In [33]:
from nltk.tokenize import sent_tokenize, word_tokenize
import warnings
 
warnings.filterwarnings(action = 'ignore')
 
import gensim
from gensim.models import Word2Vec
import pandas as pd
from sklearn.metrics.pairwise import cosine_similarity
 

In [7]:
df = pd.read_csv("Training-dataset.csv")
df['text'] = df['title'] + ' ' + df['plot_synopsis']
training_data = df[['text', 'comedy', 'cult', 'flashback', 'historical', 'murder', 'revenge', 'romantic', 'scifi', 'violence']]
training_data.head() 

Unnamed: 0,text,comedy,cult,flashback,historical,murder,revenge,romantic,scifi,violence
0,Si wang ta After a recent amount of challenges...,0,0,0,0,1,1,0,0,1
1,Shattered Vengeance In the crime-ridden city o...,0,0,0,0,1,1,1,0,1
2,L'esorciccio Lankester Merrin is a veteran Cat...,0,1,0,0,0,0,0,0,0
3,"Serendipity Through Seasons ""Serendipity Throu...",0,0,0,0,0,0,1,0,0
4,The Liability Young and naive 19-year-old slac...,0,0,1,0,0,0,0,0,0


In [8]:
import re
import string
from nltk.corpus import stopwords
from nltk.stem import PorterStemmer, WordNetLemmatizer

stop_words = set(stopwords.words('english') + ['reuter', '\x03'])
lemmatizer = WordNetLemmatizer()
# stemmer = PorterStemmer()

def preprocessor(text: str):
    text = text.lower()

    table = str.maketrans('', '', string.punctuation)
    text = text.translate(table)

    text = re.sub(r'\d+', 'num', text)

    text = [word for word in text.split() if word not in stop_words]

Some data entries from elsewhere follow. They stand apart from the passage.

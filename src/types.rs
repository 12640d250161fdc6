use chrono::{DateTime, Utc};
use serde::{Deserialize, Serialize};

/// Product categories with known emission factors.
///
/// `Other` doubles as the soft default: any label the form layer sends that
/// we do not recognize degrades to it instead of failing.
#[derive(Debug, Clone, Copy, PartialEq, Eq, Serialize, Deserialize)]
pub enum Category {
    Electronics,
    FastFashion,
    SustainableClothing,
    Groceries,
    PlantBasedGroceries,
    AnimalBasedGroceries,
    Flight,
    Furniture,
    Cosmetics,
    PackagedGoods,
    BooksMedia,
    SportingGoods,
    Services,
    Other,
}

impl Category {
    /// Every supported category, in the order the form layer should list them.
    pub const ALL: [Category; 14] = [
        Category::Electronics,
        Category::FastFashion,
        Category::SustainableClothing,
        Category::Groceries,
        Category::PlantBasedGroceries,
        Category::AnimalBasedGroceries,
        Category::Flight,
        Category::Furniture,
        Category::Cosmetics,
        Category::PackagedGoods,
        Category::BooksMedia,
        Category::SportingGoods,
        Category::Services,
        Category::Other,
    ];

    /// Display label shown in the category selector.
    pub fn label(&self) -> &'static str {
        match self {
            Category::Electronics => "Electronics (phone, laptop)",
            Category::FastFashion => "Clothing (fast fashion)",
            Category::SustainableClothing => "Clothing (sustainable)",
            Category::Groceries => "Groceries / Food (average)",
            Category::PlantBasedGroceries => "Groceries / Plant-based",
            Category::AnimalBasedGroceries => "Groceries / Animal-based",
            Category::Flight => "Flight / Travel booking (ticket)",
            Category::Furniture => "Furniture / Home goods",
            Category::Cosmetics => "Cosmetics / Personal care",
            Category::PackagedGoods => "Packaged goods",
            Category::BooksMedia => "Books / Media",
            Category::SportingGoods => "Sporting goods / Outdoor",
            Category::Services => "Services / Subscriptions",
            Category::Other => "Misc / Other",
        }
    }

    /// Map a free-text label back to a category. Unknown labels resolve to
    /// `Other`; this never fails.
    pub fn from_label(label: &str) -> Category {
        Category::ALL
            .into_iter()
            .find(|c| c.label() == label)
            .unwrap_or(Category::Other)
    }
}

/// Delivery speed chosen at checkout; faster tiers carry a higher
/// freight penalty in the estimator.
#[derive(Debug, Clone, Copy, PartialEq, Eq, Serialize, Deserialize)]
pub enum DeliverySpeed {
    Standard,
    Express,
    SameDay,
}

impl DeliverySpeed {
    pub fn label(&self) -> &'static str {
        match self {
            DeliverySpeed::Standard => "Standard (5-8 days)",
            DeliverySpeed::Express => "Express (two-day)",
            DeliverySpeed::SameDay => "Same-day / Overnight",
        }
    }
}

/// One purchase as entered in the form.
///
/// All float fields must be finite and non-negative and `quantity >= 1`;
/// `InputGuard` enforces this at the boundary before the estimator runs.
#[derive(Debug, Clone, PartialEq, Serialize, Deserialize)]
pub struct PurchaseInput {
    pub name: String,
    pub category: Category,
    pub price_usd: f64,
    pub quantity: u32,
    pub weight_kg: f64,
    pub distance_km: f64,
    pub speed: DeliverySpeed,
    /// Satirical offset donation; shaves 10% off the estimate.
    pub donate_offset: bool,
}

/// Derived emission estimate; never mutated after creation.
#[derive(Debug, Clone, PartialEq, Serialize, Deserialize)]
pub struct EmissionEstimate {
    pub kg_co2e: f64,
    pub category: Category,
}

/// One immutable line in the session ledger.
#[derive(Debug, Clone, PartialEq, Serialize, Deserialize)]
pub struct HistoryRecord {
    /// Insertion index within the session, starting at 0.
    pub seq: u64,
    pub recorded_at: DateTime<Utc>,
    pub input: PurchaseInput,
    pub estimate: EmissionEstimate,
}
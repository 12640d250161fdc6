use serde::{Deserialize, Serialize};

use crate::types::{Category, DeliverySpeed};

/// Average car emissions, kg CO2e per km (~192 g/km).
pub const CAR_KG_PER_KM: f64 = 0.192;
/// Approximate CO2 absorbed by one mature tree per year, kg.
pub const TREE_ABSORPTION_KG_PER_YEAR: f64 = 21.77;
/// Very rough kg CO2e per smartphone charge.
pub const PHONE_CHARGE_KG: f64 = 0.000015;
pub const KG_TO_TONNES: f64 = 1.0 / 1000.0;

/// Base emission factor, kg CO2e per USD spent.
///
/// Simplified, category-aware figures for demo use only; real emissions
/// depend on product, supply chain, usage and end-of-life. `Other` is the
/// documented default for anything unmatched.
pub fn base_factor(category: Category) -> f64 {
    match category {
        Category::Electronics => 0.30,
        Category::FastFashion => 0.18,
        Category::SustainableClothing => 0.10,
        Category::Groceries => 0.22,
        Category::PlantBasedGroceries => 0.15,
        Category::AnimalBasedGroceries => 0.35,
        Category::Flight => 0.55,
        Category::Furniture => 0.28,
        Category::Cosmetics => 0.12,
        Category::PackagedGoods => 0.14,
        Category::BooksMedia => 0.09,
        Category::SportingGoods => 0.20,
        Category::Services => 0.04,
        Category::Other => 0.16,
    }
}

/// Shipping distance band, classified from the raw km figure.
#[derive(Debug, Clone, Copy, PartialEq, Eq, Serialize, Deserialize)]
pub enum DistanceBand {
    Local,
    National,
    International,
}

/// Tunable multipliers and thresholds of the estimation formula.
///
/// Defaults mirror the published demo figures; deployments that want a
/// harsher or kinder model swap in their own instance.
#[derive(Debug, Clone, Serialize, Deserialize)]
pub struct EmissionModel {
    /// Below this many km the shipment counts as local.
    pub theta_local_km: f64,
    /// Below this many km the shipment counts as national; above,
    /// international.
    pub theta_national_km: f64,
    pub mult_local: f64,
    pub mult_national: f64,
    pub mult_international: f64,
    pub mult_express: f64,
    pub mult_same_day: f64,
    /// Transport term coefficient, applied to sqrt(weight_kg).
    pub weight_coefficient: f64,
    /// Multiplier applied when the buyer donates to offsets.
    pub offset_discount: f64,
}

impl Default for EmissionModel {
    fn default() -> Self {
        EmissionModel {
            theta_local_km: 50.0,
            theta_national_km: 1500.0,
            mult_local: 1.00,
            mult_national: 1.10,
            mult_international: 1.40,
            mult_express: 1.07,
            mult_same_day: 1.15,
            weight_coefficient: 1.5,
            offset_discount: 0.90,
        }
    }
}

impl EmissionModel {
    pub fn distance_band(&self, distance_km: f64) -> DistanceBand {
        if distance_km < self.theta_local_km {
            DistanceBand::Local
        } else if distance_km < self.theta_national_km {
            DistanceBand::National
        } else {
            DistanceBand::International
        }
    }

    pub fn distance_multiplier(&self, distance_km: f64) -> f64 {
        match self.distance_band(distance_km) {
            DistanceBand::Local => self.mult_local,
            DistanceBand::National => self.mult_national,
            DistanceBand::International => self.mult_international,
        }
    }

    pub fn speed_multiplier(&self, speed: DeliverySpeed) -> f64 {
        match speed {
            DeliverySpeed::Standard => 1.0,
            DeliverySpeed::Express => self.mult_express,
            DeliverySpeed::SameDay => self.mult_same_day,
        }
    }
}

    text = [lemmatizer.lemmatize(word) for word in text]
    
    # text = [stemmer.stem(word) for word in text]

    return " ".join(text)


In [11]:
training_data['preprocessed_text'] = training_data['text'].apply(preprocessor)
training_data.head()

Unnamed: 0,text,comedy,cult,flashback,historical,murder,revenge,romantic,scifi,violence,preprocessed_text
0,Si wang ta After a recent amount of challenges...,0,0,0,0,1,1,0,0,1,si wang ta recent amount challenge billy lo br...
1,Shattered Vengeance In the crime-ridden city o...,0,0,0,0,1,1,1,0,1,shattered vengeance crimeridden city tremont r...
2,L'esorciccio Lankester Merrin is a veteran Cat...,0,1,0,0,0,0,0,0,0,lesorciccio lankester merrin veteran catholic ...
3,"Serendipity Through Seasons ""Serendipity Throu...",0,0,0,0,0,0,1,0,0,serendipity season serendipity season heartwar...
4,The Liability Young and naive 19-year-old slac...,0,0,1,0,0,0,0,0,0,liability young naive numyearold slacker adam ...


In [39]:
model = gensim.models.Word2Vec(sentences = [t.split() for t in training_data['preprocessed_text'].to_list()])

In [44]:
def sim(term1, term2):
    try:
        similarity_score = model.wv.similarity(term1, term2)
        return similarity_score
    except KeyError as e:
        return 0

In [45]:
validation_file = pd.read_csv("Task-1-validation-dataset.csv", names=['index', 'term1', 'term2', 'score'])
validation_file.head()

Unnamed: 0,index,term1,term2,score
0,1,absorb,learn,5.48
1,2,absorb,withdraw,2.97
2,3,achieve,accomplish,8.57
3,4,achieve,try,4.42
4,6,acquire,get,8.82


In [46]:
all_similarity_vals = []
for index, row in validation_file.iterrows():
    similarity_val =  sim(row['term1'], row['term2'],)
    # print(similarity_val)
    all_similarity_vals.append(similarity_val)
    # print(all_similarity_vals)
    
validation_file['prediction_score'] = all_similarity_vals
validation_file.head()

Unnamed: 0,index,term1,term2,score,prediction_score
0,1,absorb,learn,5.48,0.227604
1,2,absorb,withdraw,2.97,0.567298
2,3,achieve,accomplish,8.57,0.857312
3,4,achieve,try,4.42,-0.061494
4,6,acquire,get,8.82,0.140506


In [47]:
prediction_df = validation_file[['index', 'prediction_score']]
prediction_df.head()

Unnamed: 0,index,prediction_score
0,1,0.227604
1,2,0.567298
2,3,0.857312
3,4,-0.061494
4,6,0.140506


In [49]:
prediction_df.to_csv('prediction_file_Task1_b.csv', header = False, index = False)